§ **Data entries**:
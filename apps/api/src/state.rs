use std::sync::Arc;

use crate::auth::JwtVerifier;
use crate::config::Config;
use crate::llm_client::LanguageModel;
use crate::rate_limit::RateLimiter;
use crate::resources::Repository;
use crate::voice::VoiceService;

/// Shared application state injected into all route handlers via Axum extractors.
#[derive(Clone)]
pub struct AppState {
    /// Ownership-scoped, tag-cached access to the database.
    pub repo: Repository,
    pub llm: Arc<dyn LanguageModel>,
    pub voice: Arc<dyn VoiceService>,
    /// Token bucket guarding interview creation.
    pub rate_limiter: Arc<dyn RateLimiter>,
    pub verifier: Arc<JwtVerifier>,
    pub config: Config,
}
// Resume analysis against a saved job info.
// Text extraction runs on the blocking pool; the report is streamed back.

pub mod extract;
pub mod handlers;
pub mod prompts;
pub mod word;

§ **Work instruction**: All the records above need to be restated exactly, line by line.

§ **Solution for this problem**:
filename apps/api/src/state.rs
use std::sync::Arc;

use crate::auth::JwtVerifier;
use crate::config::Config;
use crate::llm_client::LanguageModel;
use crate::rate_limit::RateLimiter;
use crate::resources::Repository;
use crate::voice::VoiceService;

/// Shared application state injected into all route handlers via Axum extractors.
#[derive(Clone)]
pub struct AppState {
    /// Ownership-scoped, tag-cached access to the database.
    pub repo: Repository,
    pub llm: Arc<dyn LanguageModel>,
    pub voice: Arc<dyn VoiceService>,
    /// Token bucket guarding interview creation.
    pub rate_limiter: Arc<dyn RateLimiter>,
    pub verifier: Arc<JwtVerifier>,
    pub config: Config,
}
// Resume analysis against a saved job info.
// Text extraction runs on the blocking pool; the report is streamed back.

pub mod extract;
pub mod handlers;
pub mod prompts;
pub mod word;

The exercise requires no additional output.